Researchers at Duke University School of Medicine have discovered that the nervous system plays a crucial role in the anaphylactic response, particularly the drop in body temperature, which has long been attributed to blood vessel dilation and leakage. This response occurs in up to 5% of people in the U.S. annually in response to food allergies or bites from insects or venomous animals. The researchers found that the sensory nerves involved in thermal regulation, especially those that sense high environmental temperatures, send a false signal to the brain during anaphylaxis that the body is exposed to high temperatures even though it is not. This causes a rapid drop in body temperature as well as blood pressure. The researchers tracked the sequence of events when allergens activate mast cells, which are immune cells that trigger the chemical reactions leading to swelling, difficulty breathing, itchiness, low blood pressure, and hypothermia.

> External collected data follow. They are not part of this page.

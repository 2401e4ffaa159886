use std::fmt;

use crate::model::RawValue;

/// String-backed enumeration declared on a field.
#[derive(Debug, PartialEq, Eq)]
pub struct EnumDecl {
	/// Enumeration name used in diagnostics.
	pub name: &'static str,
	/// Canonical lowercase labels.
	pub labels: &'static [&'static str],
}

impl EnumDecl {
	/// Resolve `input` to its canonical label, ignoring ASCII case.
	pub fn label(&self, input: &str) -> Option<&'static str> {
		self.labels.iter().copied().find(|label| label.eq_ignore_ascii_case(input))
	}
}

/// Declared scalar target type of a field.
#[derive(Debug, Clone, Copy, PartialEq, Eq)]
pub enum ScalarType {
	/// Text.
	String,
	/// `true`/`false`.
	Boolean,
	/// Any number, read as `f64`.
	Number,
	/// Integral number, read as `i64`.
	Integer,
	/// One label out of a fixed set.
	Enum(&'static EnumDecl),
}

/// Scalar produced by coercing a raw value to a [`ScalarType`].
#[derive(Debug, Clone, PartialEq)]
pub enum ScalarValue {
	/// Text.
	String(String),
	/// Boolean.
	Boolean(bool),
	/// Number.
	Number(f64),
	/// Integer.
	Integer(i64),
	/// Canonical enum label.
	Enum(&'static str),
}

impl ScalarType {
	/// Stable type name used in diagnostics and listings.
	pub fn name(self) -> &'static str {
		match self {
			Self::String => "string",
			Self::Boolean => "boolean",
			Self::Number => "number",
			Self::Integer => "integer",
			Self::Enum(decl) => decl.name,
		}
	}

	/// Coerce a non-null raw value, returning `None` when the shapes disagree.
	///
	/// Strings accept any scalar and render it as text; the other types only
	/// accept their own shape. Integral floats count as integers.
	pub fn coerce<N>(self, raw: &RawValue<'_, N>) -> Option<ScalarValue> {
		match (self, raw) {
			(Self::String, RawValue::Str(item)) => Some(ScalarValue::String((*item).to_owned())),
			(Self::String, RawValue::Bool(item)) => Some(ScalarValue::String(item.to_string())),
			(Self::String, RawValue::Int(item)) => Some(ScalarValue::String(item.to_string())),
			(Self::String, RawValue::Float(item)) => Some(ScalarValue::String(item.to_string())),
			(Self::Boolean, RawValue::Bool(item)) => Some(ScalarValue::Boolean(*item)),
			(Self::Number, RawValue::Int(item)) => Some(ScalarValue::Number(*item as f64)),
			(Self::Number, RawValue::Float(item)) => Some(ScalarValue::Number(*item)),
			(Self::Integer, RawValue::Int(item)) => Some(ScalarValue::Integer(*item)),
			(Self::Integer, RawValue::Float(item)) if is_integral(*item) => Some(ScalarValue::Integer(*item as i64)),
			(Self::Enum(decl), RawValue::Str(item)) => decl.label(item).map(ScalarValue::Enum),
			_ => None,
		}
	}
}

impl fmt::Display for ScalarType {
	fn fmt(&self, f: &mut fmt::Formatter<'_>) -> fmt::Result {
		f.write_str(self.name())
	}
}

impl ScalarValue {
	/// Shape label matching [`RawValue::kind`].
	pub fn kind(&self) -> &'static str {
		match self {
			Self::String(_) | Self::Enum(_) => "string",
			Self::Boolean(_) => "boolean",
			Self::Number(_) => "number",
			Self::Integer(_) => "integer",
		}
	}

	/// Text view of string and enum values.
	pub fn as_str(&self) -> Option<&str> {
		match self {
			Self::String(item) => Some(item.as_str()),
			Self::Enum(item) => Some(*item),
			_ => None,
		}
	}

	/// Boolean view.
	pub fn as_bool(&self) -> Option<bool> {
		match self {
			Self::Boolean(item) => Some(*item),
			_ => None,
		}
	}

	/// Numeric view of number and integer values.
	pub fn as_f64(&self) -> Option<f64> {
		match self {
			Self::Number(item) => Some(*item),
			Self::Integer(item) => Some(*item as f64),
			_ => None,
		}
	}
}

fn is_integral(value: f64) -> bool {
	value.is_finite() && value.fract() == 0.0 && value >= i64::MIN as f64 && value < i64::MAX as f64
}

/// Rust type a scalar field is read into.
pub trait Scalar: Sized {
	/// Declared scalar type backing this Rust type.
	const TYPE: ScalarType;

	/// Extract `Self` from a value coerced with [`Scalar::TYPE`].
	fn from_scalar(value: ScalarValue) -> Option<Self>;
}

impl Scalar for String {
	const TYPE: ScalarType = ScalarType::String;

	fn from_scalar(value: ScalarValue) -> Option<Self> {
		match value {
			ScalarValue::String(item) => Some(item),
			_ => None,
		}
	}
}

impl Scalar for bool {
	const TYPE: ScalarType = ScalarType::Boolean;

	fn from_scalar(value: ScalarValue) -> Option<Self> {
		value.as_bool()
	}
}

impl Scalar for f64 {
	const TYPE: ScalarType = ScalarType::Number;

	fn from_scalar(value: ScalarValue) -> Option<Self> {
		match value {
			ScalarValue::Number(item) => Some(item),
			_ => None,
		}
	}
}

impl Scalar for i64 {
	const TYPE: ScalarType = ScalarType::Integer;

	fn from_scalar(value: ScalarValue) -> Option<Self> {
		match value {
			ScalarValue::Integer(item) => Some(item),
			_ => None,
		}
	}
}
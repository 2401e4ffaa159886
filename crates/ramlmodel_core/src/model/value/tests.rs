use serde_json::json;

use crate::model::{GenericNode, MapValue, RawValue, Value};

#[test]
fn first_field_wins_on_repeated_names() {
	let node = MapValue::new().with("name", "first").with("name", "second");

	assert!(matches!(node.raw_value("name"), Some(RawValue::Str("first"))));
}

#[test]
fn insertion_order_is_preserved() {
	let node = MapValue::new().with("b", 1_i64).with("a", 2_i64);

	let names: Vec<&str> = node.fields.iter().map(|field| field.name.as_ref()).collect();
	assert_eq!(names, ["b", "a"]);
}

#[test]
fn json_conversion_keeps_shapes() {
	let converted = Value::from_json(&json!({"n": 1, "f": 1.5, "s": "x", "list": [true, null], "child": {"k": "v"}}));

	let Value::Map(map) = converted else {
		panic!("object converts to map");
	};
	assert_eq!(map.get("n"), Some(&Value::Int(1)));
	assert_eq!(map.get("f"), Some(&Value::Float(1.5)));
	assert_eq!(map.get("s"), Some(&Value::from("x")));
	assert_eq!(map.get("list"), Some(&Value::Array(vec![Value::Bool(true), Value::Null])));
	assert_eq!(map.get("child"), Some(&Value::Map(MapValue::new().with("k", "v"))));
}

#[test]
fn raw_sequence_of_nested_maps_borrows_children() {
	let node = MapValue::new().with("items", vec![MapValue::new().with("k", "v")]);

	let items = node.raw_sequence("items");
	assert_eq!(items.len(), 1);
	assert_eq!(items[0].kind(), "element");
}
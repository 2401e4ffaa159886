use serde_json::json;

use crate::model::{
	BooleanElement, DataElement, Element, ElementKind, IntegerElement, LocationKind, ModelError, ModelLocation, NumberElement, StringElement, kind_by_name, kinds,
};

#[test]
fn registry_lists_every_kind_once() {
	let names: Vec<&str> = kinds().map(|kind| kind.name).collect();

	assert_eq!(
		names,
		["DataElement", "ExampleSpec", "Parameter", "BooleanElement", "StringElement", "NumberElement", "IntegerElement"]
	);
}

#[test]
fn lookup_ignores_case_and_separators() {
	assert!(std::ptr::eq(kind_by_name("data-element").expect("kebab case"), DataElement::decl()));
	assert!(std::ptr::eq(kind_by_name("BOOLEAN_ELEMENT").expect("snake case"), BooleanElement::decl()));
	assert!(matches!(kind_by_name("Resource"), Err(ModelError::UnknownKind { .. })));
}

#[test]
fn kind_docs_are_recorded() {
	let decl = DataElement::decl();
	assert!(decl.doc.contains("RAML 1.0 data model"));
	assert_eq!(decl.description(), "Type declaration in the RAML 1.0 data model.");

	let facets = decl.field("facets").expect("facets declared");
	assert_eq!(facets.description(), "Nested facet declarations.");
}

#[test]
fn string_parameter_facets() {
	let node = json!({
		"name": "sort",
		"type": "string",
		"location": "query",
		"locationKind": "apistructure",
		"enum": ["asc", "desc"],
		"minLength": 3,
		"maxLength": 4.0
	});
	let element: Element<'_, StringElement, _> = Element::new(&node);

	assert_eq!(element.name().expect("name").as_deref(), Some("sort"));
	assert_eq!(element.type_().expect("type").as_deref(), Some("string"));
	assert_eq!(element.location().expect("location"), Some(ModelLocation::Query));
	assert_eq!(element.location_kind().expect("location kind"), Some(LocationKind::ApiStructure));
	assert_eq!(element.enum_values().expect("enum"), vec!["asc".to_owned(), "desc".to_owned()]);
	assert_eq!(element.min_length().expect("min"), Some(3));
	assert_eq!(element.max_length().expect("max"), Some(4));
	assert_eq!(element.pattern().expect("pattern"), None);
}

#[test]
fn numeric_parameter_bounds() {
	let node = json!({"minimum": 1, "maximum": 9.5});

	let number: Element<'_, NumberElement, _> = Element::new(&node);
	assert_eq!(number.minimum().expect("minimum"), Some(1.0));
	assert_eq!(number.maximum().expect("maximum"), Some(9.5));

	let integer = number.cast::<IntegerElement>();
	assert_eq!(integer.minimum().expect("minimum"), Some(1));
	assert!(integer.maximum().is_err());
}

#[test]
fn data_element_examples() {
	let node = json!({"examples": [{"name": "a", "content": "{}", "strict": true, "displayName": "A"}]});
	let element: Element<'_, DataElement, _> = Element::new(&node);

	let examples = element.examples().expect("examples");
	assert_eq!(examples.len(), 1);
	assert_eq!(examples[0].name().expect("name").as_deref(), Some("a"));
	assert_eq!(examples[0].content().expect("content").as_deref(), Some("{}"));
	assert_eq!(examples[0].strict().expect("strict"), Some(true));
	assert_eq!(examples[0].display_name().expect("display name").as_deref(), Some("A"));
}
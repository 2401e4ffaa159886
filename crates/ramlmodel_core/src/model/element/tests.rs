use crate::model::{BooleanElement, DataElement, Element, ExampleSpec, MapValue, ModelError, Parameter, Value, read_element, read_element_sequence, read_scalar, read_scalar_sequence};

fn data(node: &MapValue) -> Element<'_, DataElement, MapValue> {
	Element::new(node)
}

#[test]
fn missing_scalar_reads_as_absence_for_every_type() {
	let node = MapValue::new().with("other", "x");

	assert_eq!(read_scalar::<String, _>(Some(&node), "name").expect("string read"), None);
	assert_eq!(read_scalar::<bool, _>(Some(&node), "name").expect("bool read"), None);
	assert_eq!(read_scalar::<f64, _>(Some(&node), "name").expect("number read"), None);
	assert_eq!(read_scalar::<i64, _>(Some(&node), "name").expect("integer read"), None);
}

#[test]
fn explicit_null_reads_as_absence() {
	let node = MapValue::new().with("default", Value::Null).with("facets", Value::Null);
	let element = data(&node);

	assert_eq!(element.default_().expect("default read"), None);
	assert!(element.facets().expect("facets read").is_empty());
}

#[test]
fn missing_sequences_read_as_empty() {
	let node = MapValue::new();

	assert!(read_scalar_sequence::<String, _>(Some(&node), "type").expect("scalars read").is_empty());
	assert!(read_element_sequence::<DataElement, _>(Some(&node), "facets").expect("elements read").is_empty());
}

#[test]
fn sequence_order_matches_document_order() {
	let node = MapValue::new().with("type", vec!["c", "a", "b"]);

	let items = read_scalar_sequence::<String, _>(Some(&node), "type").expect("scalars read");
	assert_eq!(items, vec!["c".to_owned(), "a".to_owned(), "b".to_owned()]);
}

#[test]
fn single_value_reads_as_one_element_sequence() {
	let node = MapValue::new().with("type", "string");

	assert_eq!(data(&node).type_().expect("type read"), vec!["string".to_owned()]);
}

#[test]
fn nested_element_where_boolean_expected_is_mismatch() {
	let node = MapValue::new().with("required", MapValue::new().with("name", "x"));

	let err = read_scalar::<bool, _>(Some(&node), "required").expect_err("mismatch expected");
	match err {
		ModelError::TypeMismatch { field, expected, got } => {
			assert_eq!(field, "required");
			assert_eq!(expected, "boolean");
			assert_eq!(got, "element");
		}
		other => panic!("unexpected error: {other}"),
	}
}

#[test]
fn mismatched_sequence_item_names_its_index() {
	let node = MapValue::new().with("type", Value::Array(vec![Value::from("string"), Value::from(MapValue::new())]));

	let err = data(&node).type_().expect_err("mismatch expected");
	assert!(matches!(err, ModelError::TypeMismatch { ref field, .. } if field == "type[1]"), "got {err}");
}

#[test]
fn scalar_where_element_expected_is_mismatch() {
	let node = MapValue::new().with("facets", vec!["not-an-element"]);

	let err = data(&node).facets().expect_err("mismatch expected");
	assert!(err.to_string().contains("facets[0]"), "got {err}");
	assert!(err.to_string().contains("DataElement element"), "got {err}");
}

#[test]
fn missing_nested_element_reads_as_none() {
	let node = MapValue::new();

	let child = read_element::<ExampleSpec, _>(Some(&node), "example").expect("element read");
	assert!(child.is_none());
}

#[test]
fn reads_are_idempotent() {
	let node = MapValue::new()
		.with("name", "Person")
		.with("type", vec!["object"])
		.with("facets", vec![MapValue::new().with("name", "x")]);
	let element = data(&node);

	assert_eq!(element.name().expect("first read"), element.name().expect("second read"));
	assert_eq!(element.type_().expect("first read"), element.type_().expect("second read"));
	assert_eq!(element.facets().expect("first read"), element.facets().expect("second read"));
}

#[test]
fn required_true_and_default_absent() {
	let node = MapValue::new().with("required", true);
	let element = data(&node);

	assert_eq!(element.required().expect("required read"), Some(true));
	assert_eq!(element.default_().expect("default read"), None);
}

#[test]
fn type_sequence_is_projected_in_order() {
	let node = MapValue::new().with("type", vec!["string", "integer"]);

	assert_eq!(data(&node).type_().expect("type read"), vec!["string".to_owned(), "integer".to_owned()]);
}

#[test]
fn facets_wrap_nested_nodes_without_copying() {
	let node = MapValue::new().with("facets", vec![MapValue::new().with("name", "x")]);
	let element = data(&node);

	let facets = element.facets().expect("facets read");
	assert_eq!(facets.len(), 1);
	assert_eq!(facets[0].name().expect("name read").as_deref(), Some("x"));

	let Some(Value::Array(stored)) = node.get("facets") else {
		panic!("fixture stores facets as array");
	};
	let Value::Map(stored_child) = &stored[0] else {
		panic!("fixture stores facet as map");
	};
	assert!(std::ptr::eq(facets[0].node().expect("facet is backed"), stored_child));
}

#[test]
fn absent_element_answers_every_read_with_absence() {
	let element: Element<'_, DataElement, MapValue> = Element::absent();

	assert!(element.is_absent());
	assert_eq!(element.name().expect("name"), None);
	assert_eq!(element.display_name().expect("display name"), None);
	assert_eq!(element.location().expect("location"), None);
	assert_eq!(element.schema().expect("schema"), None);
	assert_eq!(element.usage().expect("usage"), None);
	assert_eq!(element.default_().expect("default"), None);
	assert_eq!(element.example().expect("example"), None);
	assert_eq!(element.repeat().expect("repeat"), None);
	assert_eq!(element.required().expect("required"), None);
	assert!(element.type_().expect("type").is_empty());
	assert!(element.facets().expect("facets").is_empty());
	assert!(element.examples().expect("examples").is_empty());
	assert_eq!(element, Element::default());
}

#[test]
fn views_over_different_nodes_are_independent() {
	let left = MapValue::new().with("name", "left");
	let right = MapValue::new().with("name", "right");

	let a = data(&left);
	let b = data(&right);
	assert_ne!(a, b);
	assert_eq!(a.name().expect("left name").as_deref(), Some("left"));
	assert_eq!(b.name().expect("right name").as_deref(), Some("right"));
}

#[test]
fn cast_keeps_backing_node() {
	let node = MapValue::new().with("name", "verbose").with("type", "boolean").with("default", false);
	let boolean: Element<'_, BooleanElement, MapValue> = Element::new(&node);

	let parameter = boolean.cast::<Parameter>();
	assert!(std::ptr::eq(parameter.node().expect("backed"), &node));
	assert_eq!(parameter.type_().expect("type").as_deref(), Some("boolean"));
	assert_eq!(boolean.default_().expect("default").as_deref(), Some("false"));
}
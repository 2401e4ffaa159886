use std::fmt;

use crate::model::{ModelError, Result};

/// One parsed operation in a field path expression.
#[derive(Debug, Clone, PartialEq, Eq)]
pub enum PathStep {
	/// Select a declared field.
	Field(String),
	/// Select a sequence item by zero-based index.
	Index(usize),
}

/// Parsed field path expression such as `facets[0].name`.
#[derive(Debug, Clone, PartialEq, Eq)]
pub struct FieldPath {
	/// Ordered sequence of path steps.
	pub steps: Vec<PathStep>,
}

impl FieldPath {
	/// Parse dotted field syntax with optional `[index]` selectors.
	pub fn parse(input: &str) -> Result<Self> {
		let invalid = || ModelError::InvalidFieldPath { path: input.to_owned() };
		if input.is_empty() {
			return Err(invalid());
		}

		let bytes = input.as_bytes();
		let mut idx = 0_usize;
		let mut steps = Vec::new();

		while idx < bytes.len() {
			let start = idx;
			while idx < bytes.len() && (bytes[idx].is_ascii_alphanumeric() || bytes[idx] == b'_') {
				idx += 1;
			}
			if idx == start {
				return Err(invalid());
			}
			steps.push(PathStep::Field(input[start..idx].to_owned()));

			while idx < bytes.len() && bytes[idx] == b'[' {
				idx += 1;
				let n_start = idx;
				while idx < bytes.len() && bytes[idx].is_ascii_digit() {
					idx += 1;
				}
				if idx == n_start || idx >= bytes.len() || bytes[idx] != b']' {
					return Err(invalid());
				}

				let number = input[n_start..idx].parse::<usize>().map_err(|_| invalid())?;
				steps.push(PathStep::Index(number));
				idx += 1;
			}

			if idx < bytes.len() {
				if bytes[idx] != b'.' {
					return Err(invalid());
				}
				idx += 1;
				if idx >= bytes.len() {
					return Err(invalid());
				}
			}
		}

		Ok(Self { steps })
	}
}

impl fmt::Display for PathStep {
	fn fmt(&self, f: &mut fmt::Formatter<'_>) -> fmt::Result {
		match self {
			Self::Field(name) => f.write_str(name),
			Self::Index(index) => write!(f, "[{index}]"),
		}
	}
}

impl fmt::Display for FieldPath {
	fn fmt(&self, f: &mut fmt::Formatter<'_>) -> fmt::Result {
		for (position, step) in self.steps.iter().enumerate() {
			if position > 0 && matches!(step, PathStep::Field(_)) {
				f.write_str(".")?;
			}
			write!(f, "{step}")?;
		}
		Ok(())
	}
}
/// Whole-document audit command.
pub mod check;
/// Field-path selection command.
pub mod get;
/// Kind table listing command.
pub mod kinds;
/// Projection rendering shared by `show` and `get`.
pub mod render;
/// Document projection command.
pub mod show;
/// Shared command helpers.
pub mod util;
//! Typed, read-only projection layer over parsed RAML document nodes.

/// Generic node capability, coercion rules, declared-field tables, and typed element views.
pub mod model;
use log::debug;

use crate::model::{DynElement, GenericNode, ModelError, Projected};

/// Whole-tree audit options.
#[derive(Debug, Clone)]
pub struct AuditOptions {
	/// Maximum nesting depth to descend into.
	pub max_depth: u32,
}

impl Default for AuditOptions {
	fn default() -> Self {
		Self { max_depth: 32 }
	}
}

/// One field that failed to read.
#[derive(Debug)]
pub struct AuditIssue {
	/// Dotted path from the audit root, e.g. `facets[0].type[1]`.
	pub path: String,
	/// Read error for that field.
	pub error: ModelError,
}

/// Audit result.
#[derive(Debug, Default)]
pub struct AuditReport {
	/// Failed reads, in traversal order.
	pub issues: Vec<AuditIssue>,
	/// Number of backed elements visited, including the root.
	pub visited_elements: usize,
	/// Number of declared fields read.
	pub fields_read: usize,
	/// Whether `max_depth` stopped the descent somewhere.
	pub truncated: bool,
}

impl AuditReport {
	/// Whether every declared field read cleanly.
	pub fn is_clean(&self) -> bool {
		self.issues.is_empty()
	}
}

/// Read every declared field under `root`, collecting failures instead of stopping at the first.
pub fn audit<N: GenericNode>(root: DynElement<'_, N>, options: &AuditOptions) -> AuditReport {
	let mut report = AuditReport::default();
	visit(root, "", 0, options, &mut report);
	debug!(
		kind = root.decl().name,
		elements = report.visited_elements,
		fields = report.fields_read,
		issues = report.issues.len();
		"audit finished"
	);
	report
}

fn visit<N: GenericNode>(element: DynElement<'_, N>, prefix: &str, depth: u32, options: &AuditOptions, report: &mut AuditReport) {
	if element.is_absent() {
		return;
	}
	report.visited_elements += 1;

	for (field, read) in element.fields() {
		report.fields_read += 1;
		let projected = match read {
			Ok(projected) => projected,
			Err(error) => {
				let at = match &error {
					ModelError::TypeMismatch { field: name, .. } => name.as_str(),
					_ => field.name,
				};
				report.issues.push(AuditIssue {
					path: join(prefix, at),
					error,
				});
				continue;
			}
		};

		let children = match projected {
			Projected::Element(Some(child)) => vec![(join(prefix, field.name), child)],
			Projected::Elements(items) => items
				.into_iter()
				.enumerate()
				.map(|(index, child)| (format!("{}[{index}]", join(prefix, field.name)), child))
				.collect(),
			_ => Vec::new(),
		};
		if children.is_empty() {
			continue;
		}
		if depth >= options.max_depth {
			report.truncated = true;
			continue;
		}

		for (path, child) in children {
			visit(child, &path, depth + 1, options, report);
		}
	}
}

fn join(prefix: &str, name: &str) -> String {
	if prefix.is_empty() { name.to_owned() } else { format!("{prefix}.{name}") }
}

They found that one of the chemicals mast cells unleash when they are activated is an enzyme that interacts with sensory neurons, particularly those involved in the body’s thermoregulatory neural network. The study could point to new targets for therapies to prevent or treat anaphylactic shock.
Key Role of Nervous System Identified in Severe Allergic Shock
Anaphylaxis, a severe allergic reaction, is characterized by an abrupt drop in blood pressure and body temperature that can cause people to faint and potentially die if left untreated. This response has long been attributed to blood vessel dilation and leakage, but a recent study conducted on mice by researchers at Duke University School of Medicine suggests that another mechanism – the nervous system – is also responsible for this response, particularly the drop in body temperature. The study, which was published in the journal Science Immunology, may lead to new therapies for preventing or treating anaphylactic shock, which affects up to 5% of people in the U.S. annually in response to food allergies or bites from insects or venomous animals.
According to senior author Soman Abraham, PhD, professor in the departments of Pathology, Immunology, and Molecular Genetics and Microbiology at Duke University School of Medicine, “This finding for the first time identifies the nervous system as a key player in the anaphylactic response.” He explained that the sensory nerves involved in thermal regulation, especially those that sense high environmental temperatures, send a false signal to the brain during anaphylaxis that the body is exposed to high temperatures even though it is not. This causes a rapid drop in body temperature as well as blood pressure.
The researchers tracked the sequence of events when allergens activate mast cells, which are immune cells that trigger the chemical reactions leading to swelling, difficulty breathing, itchiness, low blood pressure, and hypothermia. They found that one of the chemicals mast cells unleash when they are activated is an enzyme that interacts with sensory neurons, particularly those involved in the body’s thermoregulatory neural network.
When stimulated as part of an allergic reaction, this neural network gets the signal to immediately shut down the body’s heat generators in the brown fat tissue, causing hypothermia. The activation of this network also causes a sudden drop in blood pressure.
The researchers validated their findings by showing that depriving mice of the specific mast cell enzyme protected them against hypothermia, whereas directly activating the heat-sensing neurons in mice induced anaphylactic reactions such as hypothermia and hypotension.
In conclusion, this study highlights the importance of the nervous system in the anaphylactic response, specifically in the drop in body temperature. It opens up new avenues for therapies to prevent or treat anaphylactic shock and could lead to significant improvements in the management of this potentially life-threatening condition.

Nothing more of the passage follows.